**WORK TASK**
Each of the entries should be retyped precisely as it appears.

**LISTED RECORDS**
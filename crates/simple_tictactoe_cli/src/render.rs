//! Console rendering of the board.

use simple_tictactoe::{Board, Mark};
use std::io::{self, Write};

const RULE: &str = "---------";

/// Formats the board as a bordered 3x3 grid.
///
/// ```text
/// ---------
/// | X O X |
/// |   X   |
/// | O     |
/// ---------
/// ```
pub fn board_to_string(board: &Board) -> String {
    let mut text = String::with_capacity(5 * 10);
    text.push_str(RULE);
    text.push('\n');
    for row in board.rows() {
        text.push('|');
        for cell in row {
            text.push(' ');
            text.push(cell.mark().map_or(' ', Mark::symbol));
        }
        text.push_str(" |\n");
    }
    text.push_str(RULE);
    text.push('\n');
    text
}

/// Writes the board to `out`.
pub fn render_board<W: Write>(board: &Board, out: &mut W) -> io::Result<()> {
    out.write_all(board_to_string(board).as_bytes())?;
    out.flush()
}
//! Command-line interface for the console game.

use clap::{Parser, Subcommand};

/// Simple tic-tac-toe for two players on one terminal
#[derive(Parser, Debug)]
#[command(name = "tictactoe")]
#[command(about = "Two-player tic-tac-toe on stdin/stdout", long_about = None)]
#[command(version)]
pub struct Cli {
    /// Subcommand to run (defaults to `play`)
    #[command(subcommand)]
    pub command: Option<Command>,
}

/// Available commands
#[derive(Subcommand, Debug, Clone, PartialEq, Eq)]
pub enum Command {
    /// Play an interactive game (X moves first)
    Play,

    /// Classify a board given as nine characters (X, O, `_` for empty)
    Analyze {
        /// Board cells in row-major order, e.g. `XXXOO____`
        board: String,

        /// Print the full evaluation as JSON
        #[arg(long)]
        json: bool,
    },
}

#[cfg(test)]
mod tests {
    use super::*;

    #[test]
    fn test_no_arguments_means_play() {
        let cli = Cli::try_parse_from(["tictactoe"]).unwrap();
        assert_eq!(cli.command, None);
    }

    #[test]
    fn test_analyze_arguments() {
        let cli = Cli::try_parse_from(["tictactoe", "analyze", "XXXOO____", "--json"]).unwrap();
        assert_eq!(
            cli.command,
            Some(Command::Analyze {
                board: "XXXOO____".to_string(),
                json: true,
            })
        );
    }

    #[test]
    fn test_unknown_flag_rejected() {
        assert!(Cli::try_parse_from(["tictactoe", "--size", "4"]).is_err());
    }
}
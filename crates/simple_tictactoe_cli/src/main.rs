//! Simple tic-tac-toe - console game
//!
//! Two players share one terminal. Logs go to stderr (`RUST_LOG`), the game
//! itself uses stdin/stdout only.

#![warn(missing_docs)]

use anyhow::Result;
use clap::Parser;
use simple_tictactoe_cli::{Cli, Command, analyze, play};
use std::io;
use tracing::instrument;
use tracing_subscriber::EnvFilter;

fn main() -> Result<()> {
    let cli = Cli::parse();
    initialize_tracing();

    match cli.command.unwrap_or(Command::Play) {
        Command::Play => run_game(),
        Command::Analyze { board, json } => analyze(&board, json, io::stdout().lock()).map(|_| ()),
    }
}

/// Run an interactive game on stdin/stdout
#[instrument]
fn run_game() -> Result<()> {
    play(io::stdin().lock(), io::stdout().lock())?;
    Ok(())
}

fn initialize_tracing() {
    tracing_subscriber::fmt()
        .with_env_filter(
            EnvFilter::try_from_default_env().unwrap_or_else(|_| EnvFilter::new("warn")),
        )
        .with_writer(io::stderr)
        .init();
}
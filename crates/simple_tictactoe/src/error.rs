//! Error types for the game core.

use crate::types::GameStatus;
use derive_more::{Display, Error};

/// Precondition violation when applying a move.
///
/// These indicate a bug in the caller: moves are validated by the input
/// collector before they reach the game state.
#[derive(Debug, Clone, Copy, PartialEq, Eq, Display, Error)]
pub enum MoveError {
    /// Row or column outside `0..=2`.
    #[display("Move ({row}, {col}) is outside the board")]
    OutOfBounds {
        /// Requested row.
        row: usize,
        /// Requested column.
        col: usize,
    },

    /// Target cell already holds a mark.
    #[display("Cell ({row}, {col}) is already occupied")]
    Occupied {
        /// Requested row.
        row: usize,
        /// Requested column.
        col: usize,
    },

    /// The game has already reached a terminal status.
    #[display("Game is already over ({status})")]
    GameOver {
        /// Status at the time of the move.
        status: GameStatus,
    },
}

/// Error parsing board text.
#[derive(Debug, Clone, Copy, PartialEq, Eq, Display, Error)]
pub enum BoardParseError {
    /// Board text must have exactly nine characters.
    #[display("Board must have 9 cells, found {found}")]
    WrongLength {
        /// Number of characters found.
        found: usize,
    },

    /// Character is not `X`, `O`, `_` or space.
    #[display("Invalid cell {found:?} at index {index}")]
    InvalidCell {
        /// Zero-based character index.
        index: usize,
        /// Offending character.
        found: char,
    },
}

**ANSWER TO THE PROBLEM**
filename crates/simple_tictactoe_cli/src/render.rs
//! Console rendering of the board.

use simple_tictactoe::{Board, Mark};
use std::io::{self, Write};

const RULE: &str = "---------";

/// Formats the board as a bordered 3x3 grid.
///
/// ```text
/// ---------
/// | X O X |
/// |   X   |
/// | O     |
/// ---------
/// ```
pub fn board_to_string(board: &Board) -> String {
    let mut text = String::with_capacity(5 * 10);
    text.push_str(RULE);
    text.push('\n');
    for row in board.rows() {
        text.push('|');
        for cell in row {
            text.push(' ');
            text.push(cell.mark().map_or(' ', Mark::symbol));
        }
        text.push_str(" |\n");
    }
    text.push_str(RULE);
    text.push('\n');
    text
}

/// Writes the board to `out`.
pub fn render_board<W: Write>(board: &Board, out: &mut W) -> io::Result<()> {
    out.write_all(board_to_string(board).as_bytes())?;
    out.flush()
}
//! Command-line interface for the console game.

use clap::{Parser, Subcommand};

/// Simple tic-tac-toe for two players on one terminal
#[derive(Parser, Debug)]
#[command(name = "tictactoe")]
#[command(about = "Two-player tic-tac-toe on stdin/stdout", long_about = None)]
#[command(version)]
pub struct Cli {
    /// Subcommand to run (defaults to `play`)
    #[command(subcommand)]
    pub command: Option<Command>,
}

/// Available commands
#[derive(Subcommand, Debug, Clone, PartialEq, Eq)]
pub enum Command {
    /// Play an interactive game (X moves first)
    Play,

    /// Classify a board given as nine characters (X, O, `_` for empty)
    Analyze {
        /// Board cells in row-major order, e.g. `XXXOO____`
        board: String,

        /// Print the full evaluation as JSON
        #[arg(long)]
        json: bool,
    },
}

#[cfg(test)]
mod tests {
    use super::*;

    #[test]
    fn test_no_arguments_means_play() {
        let cli = Cli::try_parse_from(["tictactoe"]).unwrap();
        assert_eq!(cli.command, None);
    }

    #[test]
    fn test_analyze_arguments() {
        let cli = Cli::try_parse_from(["tictactoe", "analyze", "XXXOO____", "--json"]).unwrap();
        assert_eq!(
            cli.command,
            Some(Command::Analyze {
                board: "XXXOO____".to_string(),
                json: true,
            })
        );
    }

    #[test]
    fn test_unknown_flag_rejected() {
        assert!(Cli::try_parse_from(["tictactoe", "--size", "4"]).is_err());
    }
}
filename crates/simple_tictactoe_cli/src/main.rs
//! Simple tic-tac-toe - console game
//!
//! Two players share one terminal. Logs go to stderr (`RUST_LOG`), the game
//! itself uses stdin/stdout only.

#![warn(missing_docs)]

use anyhow::Result;
use clap::Parser;
use simple_tictactoe_cli::{Cli, Command, analyze, play};
use std::io;
use tracing::instrument;
use tracing_subscriber::EnvFilter;

fn main() -> Result<()> {
    let cli = Cli::parse();
    initialize_tracing();

    match cli.command.unwrap_or(Command::Play) {
        Command::Play => run_game(),
        Command::Analyze { board, json } => analyze(&board, json, io::stdout().lock()).map(|_| ()),
    }
}

/// Run an interactive game on stdin/stdout
#[instrument]
fn run_game() -> Result<()> {
    play(io::stdin().lock(), io::stdout().lock())?;
    Ok(())
}

fn initialize_tracing() {
    tracing_subscriber::fmt()
        .with_env_filter(
            EnvFilter::try_from_default_env().unwrap_or_else(|_| EnvFilter::new("warn")),
        )
        .with_writer(io::stderr)
        .init();
}
filename crates/simple_tictactoe/src/error.rs
//! Error types for the game core.

use crate::types::GameStatus;
use derive_more::{Display, Error};

/// Precondition violation when applying a move.
///
/// These indicate a bug in the caller: moves are validated by the input
/// collector before they reach the game state.
#[derive(Debug, Clone, Copy, PartialEq, Eq, Display, Error)]
pub enum MoveError {
    /// Row or column outside `0..=2`.
    #[display("Move ({row}, {col}) is outside the board")]
    OutOfBounds {
        /// Requested row.
        row: usize,
        /// Requested column.
        col: usize,
    },

    /// Target cell already holds a mark.
    #[display("Cell ({row}, {col}) is already occupied")]
    Occupied {
        /// Requested row.
        row: usize,
        /// Requested column.
        col: usize,
    },

    /// The game has already reached a terminal status.
    #[display("Game is already over ({status})")]
    GameOver {
        /// Status at the time of the move.
        status: GameStatus,
    },
}

/// Error parsing board text.
#[derive(Debug, Clone, Copy, PartialEq, Eq, Display, Error)]
pub enum BoardParseError {
    /// Board text must have exactly nine characters.
    #[display("Board must have 9 cells, found {found}")]
    WrongLength {
        /// Number of characters found.
        found: usize,
    },

    /// Character is not `X`, `O`, `_` or space.
    #[display("Invalid cell {found:?} at index {index}")]
    InvalidCell {
        /// Zero-based character index.
        index: usize,
        /// Offending character.
        found: char,
    },
}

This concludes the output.